Data records:

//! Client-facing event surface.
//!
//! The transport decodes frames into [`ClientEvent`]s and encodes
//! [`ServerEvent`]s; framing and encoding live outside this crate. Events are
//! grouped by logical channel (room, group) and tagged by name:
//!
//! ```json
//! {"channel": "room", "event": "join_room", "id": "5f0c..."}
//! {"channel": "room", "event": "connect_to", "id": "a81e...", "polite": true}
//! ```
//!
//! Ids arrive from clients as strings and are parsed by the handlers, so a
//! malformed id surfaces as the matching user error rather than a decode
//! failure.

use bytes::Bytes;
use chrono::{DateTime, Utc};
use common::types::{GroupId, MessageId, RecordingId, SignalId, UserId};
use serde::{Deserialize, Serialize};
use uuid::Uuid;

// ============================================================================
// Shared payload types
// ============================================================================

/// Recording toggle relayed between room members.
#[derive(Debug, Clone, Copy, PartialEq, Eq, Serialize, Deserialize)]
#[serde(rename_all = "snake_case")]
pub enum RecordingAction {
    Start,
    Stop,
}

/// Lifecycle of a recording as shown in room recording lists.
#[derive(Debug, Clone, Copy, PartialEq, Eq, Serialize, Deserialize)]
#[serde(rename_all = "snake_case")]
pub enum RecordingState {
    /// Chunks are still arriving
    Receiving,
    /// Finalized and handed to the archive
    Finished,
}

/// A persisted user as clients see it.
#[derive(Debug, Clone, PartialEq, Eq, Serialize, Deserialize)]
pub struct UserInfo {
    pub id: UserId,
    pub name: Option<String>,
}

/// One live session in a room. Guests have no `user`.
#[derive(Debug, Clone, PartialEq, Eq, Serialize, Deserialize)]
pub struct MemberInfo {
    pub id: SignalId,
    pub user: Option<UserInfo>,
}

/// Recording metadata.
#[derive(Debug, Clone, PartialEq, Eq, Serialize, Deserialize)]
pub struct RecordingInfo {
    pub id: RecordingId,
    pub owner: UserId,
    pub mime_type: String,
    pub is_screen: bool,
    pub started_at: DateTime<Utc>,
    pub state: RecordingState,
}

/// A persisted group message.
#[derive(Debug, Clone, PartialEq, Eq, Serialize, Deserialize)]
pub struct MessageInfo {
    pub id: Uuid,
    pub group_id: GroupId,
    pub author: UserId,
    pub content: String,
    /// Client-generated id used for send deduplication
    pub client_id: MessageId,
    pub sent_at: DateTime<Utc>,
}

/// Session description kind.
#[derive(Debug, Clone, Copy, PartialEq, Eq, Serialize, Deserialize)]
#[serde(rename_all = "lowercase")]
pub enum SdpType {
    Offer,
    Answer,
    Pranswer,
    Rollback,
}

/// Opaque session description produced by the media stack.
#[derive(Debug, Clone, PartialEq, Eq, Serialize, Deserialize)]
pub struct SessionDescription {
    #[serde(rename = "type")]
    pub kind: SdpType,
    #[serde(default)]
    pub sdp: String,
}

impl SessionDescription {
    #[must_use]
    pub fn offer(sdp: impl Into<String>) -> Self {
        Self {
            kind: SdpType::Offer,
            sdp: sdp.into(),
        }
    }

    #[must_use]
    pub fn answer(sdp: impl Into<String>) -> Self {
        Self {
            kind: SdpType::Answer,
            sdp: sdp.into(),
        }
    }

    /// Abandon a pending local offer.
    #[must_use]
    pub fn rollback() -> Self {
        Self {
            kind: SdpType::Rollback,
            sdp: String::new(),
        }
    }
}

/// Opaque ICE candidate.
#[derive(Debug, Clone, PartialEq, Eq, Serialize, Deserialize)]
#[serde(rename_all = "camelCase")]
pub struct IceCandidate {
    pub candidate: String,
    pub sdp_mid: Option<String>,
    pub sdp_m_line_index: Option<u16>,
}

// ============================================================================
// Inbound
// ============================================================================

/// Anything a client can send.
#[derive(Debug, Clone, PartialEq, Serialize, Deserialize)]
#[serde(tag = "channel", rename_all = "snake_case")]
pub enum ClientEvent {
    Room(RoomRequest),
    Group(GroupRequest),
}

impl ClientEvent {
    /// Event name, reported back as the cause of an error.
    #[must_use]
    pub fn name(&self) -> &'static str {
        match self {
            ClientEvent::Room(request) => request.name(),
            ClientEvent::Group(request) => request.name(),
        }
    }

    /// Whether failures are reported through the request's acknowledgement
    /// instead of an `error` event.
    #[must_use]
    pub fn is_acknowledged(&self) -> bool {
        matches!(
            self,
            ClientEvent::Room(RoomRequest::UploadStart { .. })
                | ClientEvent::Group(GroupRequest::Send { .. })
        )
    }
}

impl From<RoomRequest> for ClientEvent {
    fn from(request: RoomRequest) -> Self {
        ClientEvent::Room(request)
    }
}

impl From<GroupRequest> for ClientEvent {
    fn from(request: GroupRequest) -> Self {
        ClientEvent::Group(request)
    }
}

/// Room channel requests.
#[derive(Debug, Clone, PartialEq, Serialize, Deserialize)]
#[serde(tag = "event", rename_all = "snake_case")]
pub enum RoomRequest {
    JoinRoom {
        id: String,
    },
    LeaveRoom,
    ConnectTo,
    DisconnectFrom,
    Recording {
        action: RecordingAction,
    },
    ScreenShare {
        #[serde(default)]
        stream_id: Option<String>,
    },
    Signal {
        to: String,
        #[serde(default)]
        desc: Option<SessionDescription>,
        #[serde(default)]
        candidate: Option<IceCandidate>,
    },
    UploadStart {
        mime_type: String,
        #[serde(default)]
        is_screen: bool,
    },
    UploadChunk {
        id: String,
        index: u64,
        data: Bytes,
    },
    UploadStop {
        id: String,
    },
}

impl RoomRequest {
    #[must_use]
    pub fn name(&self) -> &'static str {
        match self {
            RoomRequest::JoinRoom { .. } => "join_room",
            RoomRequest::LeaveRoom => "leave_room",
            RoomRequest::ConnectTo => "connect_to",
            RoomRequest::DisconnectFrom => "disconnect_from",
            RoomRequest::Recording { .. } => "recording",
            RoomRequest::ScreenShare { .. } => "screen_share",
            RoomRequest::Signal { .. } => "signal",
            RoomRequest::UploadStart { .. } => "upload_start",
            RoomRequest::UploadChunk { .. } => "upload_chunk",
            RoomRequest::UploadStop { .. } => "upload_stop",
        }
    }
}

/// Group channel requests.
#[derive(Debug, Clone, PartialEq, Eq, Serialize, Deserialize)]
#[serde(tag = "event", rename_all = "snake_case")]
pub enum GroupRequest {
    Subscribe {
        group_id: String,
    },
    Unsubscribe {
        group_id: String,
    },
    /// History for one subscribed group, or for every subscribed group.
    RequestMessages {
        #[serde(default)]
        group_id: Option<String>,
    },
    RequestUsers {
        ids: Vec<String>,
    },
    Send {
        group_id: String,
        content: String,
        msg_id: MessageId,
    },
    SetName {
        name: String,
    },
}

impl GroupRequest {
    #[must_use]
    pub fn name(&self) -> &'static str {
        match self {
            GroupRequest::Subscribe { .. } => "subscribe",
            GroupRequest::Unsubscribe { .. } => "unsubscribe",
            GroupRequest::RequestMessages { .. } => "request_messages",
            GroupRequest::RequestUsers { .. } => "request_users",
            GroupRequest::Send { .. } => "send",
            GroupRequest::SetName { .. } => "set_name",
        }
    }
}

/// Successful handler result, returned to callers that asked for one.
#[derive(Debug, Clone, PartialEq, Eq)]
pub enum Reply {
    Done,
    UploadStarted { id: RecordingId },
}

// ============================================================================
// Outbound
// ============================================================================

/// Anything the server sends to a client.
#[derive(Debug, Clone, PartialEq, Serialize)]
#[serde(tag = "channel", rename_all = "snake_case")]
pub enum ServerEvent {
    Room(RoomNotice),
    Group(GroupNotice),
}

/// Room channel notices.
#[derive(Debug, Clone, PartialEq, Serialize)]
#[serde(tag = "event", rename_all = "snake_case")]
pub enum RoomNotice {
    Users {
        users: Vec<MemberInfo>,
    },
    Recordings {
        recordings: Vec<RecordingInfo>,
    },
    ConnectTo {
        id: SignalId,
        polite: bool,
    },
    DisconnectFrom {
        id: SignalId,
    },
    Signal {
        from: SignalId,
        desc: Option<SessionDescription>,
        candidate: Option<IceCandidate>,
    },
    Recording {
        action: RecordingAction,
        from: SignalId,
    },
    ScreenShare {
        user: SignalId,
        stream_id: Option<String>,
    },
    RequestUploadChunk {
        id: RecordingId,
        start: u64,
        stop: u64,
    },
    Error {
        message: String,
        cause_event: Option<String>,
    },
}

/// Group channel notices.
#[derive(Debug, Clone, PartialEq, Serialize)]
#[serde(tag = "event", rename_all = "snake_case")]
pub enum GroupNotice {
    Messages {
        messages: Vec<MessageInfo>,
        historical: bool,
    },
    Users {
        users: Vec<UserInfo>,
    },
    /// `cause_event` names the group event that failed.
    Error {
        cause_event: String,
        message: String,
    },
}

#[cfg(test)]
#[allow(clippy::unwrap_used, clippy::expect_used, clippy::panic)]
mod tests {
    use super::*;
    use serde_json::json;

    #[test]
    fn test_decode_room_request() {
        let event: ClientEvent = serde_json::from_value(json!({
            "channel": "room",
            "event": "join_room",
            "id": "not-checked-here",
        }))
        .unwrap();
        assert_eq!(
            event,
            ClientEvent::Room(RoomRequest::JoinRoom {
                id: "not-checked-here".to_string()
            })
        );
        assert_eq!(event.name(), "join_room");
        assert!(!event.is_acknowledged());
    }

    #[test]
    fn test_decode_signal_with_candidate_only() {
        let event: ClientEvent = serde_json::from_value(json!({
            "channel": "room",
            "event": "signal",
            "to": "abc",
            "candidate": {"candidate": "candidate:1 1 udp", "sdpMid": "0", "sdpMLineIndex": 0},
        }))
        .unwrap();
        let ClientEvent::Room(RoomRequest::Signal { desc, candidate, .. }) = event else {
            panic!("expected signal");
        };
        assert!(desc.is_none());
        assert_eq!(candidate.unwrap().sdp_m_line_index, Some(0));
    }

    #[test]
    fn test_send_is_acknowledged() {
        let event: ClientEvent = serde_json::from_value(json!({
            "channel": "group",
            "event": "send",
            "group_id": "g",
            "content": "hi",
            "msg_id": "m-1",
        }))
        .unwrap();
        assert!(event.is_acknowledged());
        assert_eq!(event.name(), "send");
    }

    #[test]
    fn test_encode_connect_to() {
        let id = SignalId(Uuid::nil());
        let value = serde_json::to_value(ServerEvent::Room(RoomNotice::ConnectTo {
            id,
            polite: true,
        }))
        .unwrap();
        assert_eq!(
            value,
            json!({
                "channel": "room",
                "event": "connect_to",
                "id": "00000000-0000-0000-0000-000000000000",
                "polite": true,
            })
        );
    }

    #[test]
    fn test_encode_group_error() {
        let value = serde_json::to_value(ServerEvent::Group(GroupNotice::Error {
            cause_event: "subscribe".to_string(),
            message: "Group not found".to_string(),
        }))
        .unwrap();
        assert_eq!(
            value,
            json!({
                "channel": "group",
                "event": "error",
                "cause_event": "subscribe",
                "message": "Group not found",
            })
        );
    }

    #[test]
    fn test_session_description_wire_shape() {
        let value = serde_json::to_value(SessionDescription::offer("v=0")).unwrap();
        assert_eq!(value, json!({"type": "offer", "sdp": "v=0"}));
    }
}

--

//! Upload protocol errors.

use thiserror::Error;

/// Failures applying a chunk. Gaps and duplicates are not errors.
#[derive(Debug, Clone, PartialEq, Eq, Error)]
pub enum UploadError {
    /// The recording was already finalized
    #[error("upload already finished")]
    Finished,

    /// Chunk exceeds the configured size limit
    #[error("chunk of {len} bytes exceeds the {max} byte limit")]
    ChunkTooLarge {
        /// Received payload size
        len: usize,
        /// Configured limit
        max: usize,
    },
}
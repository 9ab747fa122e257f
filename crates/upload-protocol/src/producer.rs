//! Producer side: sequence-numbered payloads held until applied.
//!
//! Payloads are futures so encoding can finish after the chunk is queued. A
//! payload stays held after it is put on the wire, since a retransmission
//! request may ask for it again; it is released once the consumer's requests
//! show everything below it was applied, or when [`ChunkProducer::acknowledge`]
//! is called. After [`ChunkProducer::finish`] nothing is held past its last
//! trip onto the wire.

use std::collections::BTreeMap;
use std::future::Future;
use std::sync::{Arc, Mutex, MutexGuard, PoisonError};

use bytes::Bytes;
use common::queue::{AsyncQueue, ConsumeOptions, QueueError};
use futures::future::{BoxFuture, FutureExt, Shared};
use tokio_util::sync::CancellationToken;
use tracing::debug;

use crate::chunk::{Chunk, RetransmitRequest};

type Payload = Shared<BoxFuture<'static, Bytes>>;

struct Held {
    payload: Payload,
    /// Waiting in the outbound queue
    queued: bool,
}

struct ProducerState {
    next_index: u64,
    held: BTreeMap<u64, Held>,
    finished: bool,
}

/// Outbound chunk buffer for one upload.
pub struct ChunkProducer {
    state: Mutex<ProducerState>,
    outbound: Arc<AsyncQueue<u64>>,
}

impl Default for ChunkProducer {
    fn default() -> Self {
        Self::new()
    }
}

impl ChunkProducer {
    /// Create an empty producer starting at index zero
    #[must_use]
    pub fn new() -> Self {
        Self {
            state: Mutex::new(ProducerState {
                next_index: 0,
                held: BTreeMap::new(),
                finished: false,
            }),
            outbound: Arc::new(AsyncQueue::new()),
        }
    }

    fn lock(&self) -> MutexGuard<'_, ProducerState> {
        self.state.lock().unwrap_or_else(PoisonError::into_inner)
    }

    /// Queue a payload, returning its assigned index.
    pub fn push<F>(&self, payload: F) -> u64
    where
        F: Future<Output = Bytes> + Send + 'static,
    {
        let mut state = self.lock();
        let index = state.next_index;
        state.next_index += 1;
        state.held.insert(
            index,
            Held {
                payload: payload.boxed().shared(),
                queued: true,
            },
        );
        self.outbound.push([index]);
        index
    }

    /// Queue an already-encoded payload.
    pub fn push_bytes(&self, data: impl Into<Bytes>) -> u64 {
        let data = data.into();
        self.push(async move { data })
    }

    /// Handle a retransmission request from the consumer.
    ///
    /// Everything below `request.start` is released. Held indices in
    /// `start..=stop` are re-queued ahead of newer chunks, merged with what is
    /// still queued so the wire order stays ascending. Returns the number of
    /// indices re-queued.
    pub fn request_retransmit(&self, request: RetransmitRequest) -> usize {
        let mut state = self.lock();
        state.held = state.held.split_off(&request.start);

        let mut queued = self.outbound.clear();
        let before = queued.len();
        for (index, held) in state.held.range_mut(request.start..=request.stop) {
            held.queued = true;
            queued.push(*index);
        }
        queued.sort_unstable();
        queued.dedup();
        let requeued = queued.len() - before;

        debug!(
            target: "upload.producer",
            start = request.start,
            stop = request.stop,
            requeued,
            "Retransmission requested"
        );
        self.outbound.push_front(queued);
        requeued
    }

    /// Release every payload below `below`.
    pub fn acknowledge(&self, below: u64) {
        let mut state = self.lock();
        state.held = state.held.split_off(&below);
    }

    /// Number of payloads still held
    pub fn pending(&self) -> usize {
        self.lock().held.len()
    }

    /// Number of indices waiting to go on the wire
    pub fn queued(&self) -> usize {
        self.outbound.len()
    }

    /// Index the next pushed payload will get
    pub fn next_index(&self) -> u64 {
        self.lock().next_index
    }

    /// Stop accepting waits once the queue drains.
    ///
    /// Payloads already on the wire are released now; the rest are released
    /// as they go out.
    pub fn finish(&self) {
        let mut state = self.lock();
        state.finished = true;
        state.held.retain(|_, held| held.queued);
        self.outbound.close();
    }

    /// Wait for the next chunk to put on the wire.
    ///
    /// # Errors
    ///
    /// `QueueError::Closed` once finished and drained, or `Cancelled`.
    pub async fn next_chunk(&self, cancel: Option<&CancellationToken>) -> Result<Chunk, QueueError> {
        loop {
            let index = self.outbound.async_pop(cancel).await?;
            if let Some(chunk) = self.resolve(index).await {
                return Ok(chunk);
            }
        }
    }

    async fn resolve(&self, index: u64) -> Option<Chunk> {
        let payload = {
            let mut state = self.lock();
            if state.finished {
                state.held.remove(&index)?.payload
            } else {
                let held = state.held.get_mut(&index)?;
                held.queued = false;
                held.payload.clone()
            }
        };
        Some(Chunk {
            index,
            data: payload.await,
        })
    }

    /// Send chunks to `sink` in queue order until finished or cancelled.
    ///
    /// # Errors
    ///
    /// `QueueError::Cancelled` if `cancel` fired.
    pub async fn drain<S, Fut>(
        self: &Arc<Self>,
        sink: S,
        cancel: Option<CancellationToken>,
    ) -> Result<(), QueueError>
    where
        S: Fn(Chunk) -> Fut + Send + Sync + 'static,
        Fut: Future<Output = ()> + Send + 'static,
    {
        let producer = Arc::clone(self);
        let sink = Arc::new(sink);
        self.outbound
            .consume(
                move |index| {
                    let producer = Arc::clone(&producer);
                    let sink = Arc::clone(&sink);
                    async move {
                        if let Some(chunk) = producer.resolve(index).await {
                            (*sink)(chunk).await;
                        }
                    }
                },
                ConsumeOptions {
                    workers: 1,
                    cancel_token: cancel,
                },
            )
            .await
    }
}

[PROMPT] For every line of the entries holding the string "RetransmitRequest", add one to a tally; give the final figure only.

[RESPONSE BELOW] 2